## WHAT YOU HAVE TO DO
Look through the data below. Collect every line where the word "server" occurs.
--
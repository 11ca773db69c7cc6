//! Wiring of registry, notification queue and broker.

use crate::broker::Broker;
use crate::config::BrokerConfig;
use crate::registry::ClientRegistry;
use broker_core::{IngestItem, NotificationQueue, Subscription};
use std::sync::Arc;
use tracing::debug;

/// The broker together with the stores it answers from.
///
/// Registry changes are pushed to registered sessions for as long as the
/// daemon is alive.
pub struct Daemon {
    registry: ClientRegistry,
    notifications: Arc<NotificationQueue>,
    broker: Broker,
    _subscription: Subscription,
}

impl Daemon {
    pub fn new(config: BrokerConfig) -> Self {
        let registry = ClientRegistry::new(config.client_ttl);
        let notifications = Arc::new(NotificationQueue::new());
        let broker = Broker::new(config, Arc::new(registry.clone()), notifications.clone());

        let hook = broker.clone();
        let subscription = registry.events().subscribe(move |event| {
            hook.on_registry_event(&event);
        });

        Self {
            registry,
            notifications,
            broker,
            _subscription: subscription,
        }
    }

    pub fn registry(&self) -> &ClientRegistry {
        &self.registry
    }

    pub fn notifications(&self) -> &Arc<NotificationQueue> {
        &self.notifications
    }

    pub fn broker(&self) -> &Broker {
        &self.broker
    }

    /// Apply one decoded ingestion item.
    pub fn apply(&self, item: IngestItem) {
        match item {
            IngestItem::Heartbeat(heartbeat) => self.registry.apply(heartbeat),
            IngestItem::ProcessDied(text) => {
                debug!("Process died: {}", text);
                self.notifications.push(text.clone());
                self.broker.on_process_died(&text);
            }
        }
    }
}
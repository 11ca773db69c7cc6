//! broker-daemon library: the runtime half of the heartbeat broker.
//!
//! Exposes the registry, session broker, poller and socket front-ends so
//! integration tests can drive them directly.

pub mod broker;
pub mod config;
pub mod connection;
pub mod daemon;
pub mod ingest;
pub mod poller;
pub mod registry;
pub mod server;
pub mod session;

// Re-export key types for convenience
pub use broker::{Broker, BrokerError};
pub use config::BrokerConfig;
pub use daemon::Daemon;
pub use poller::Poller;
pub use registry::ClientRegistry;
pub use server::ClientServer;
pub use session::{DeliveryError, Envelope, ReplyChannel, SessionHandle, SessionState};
--
## THE COMPLETED TASK
pub mod server;
pub use server::ClientServer;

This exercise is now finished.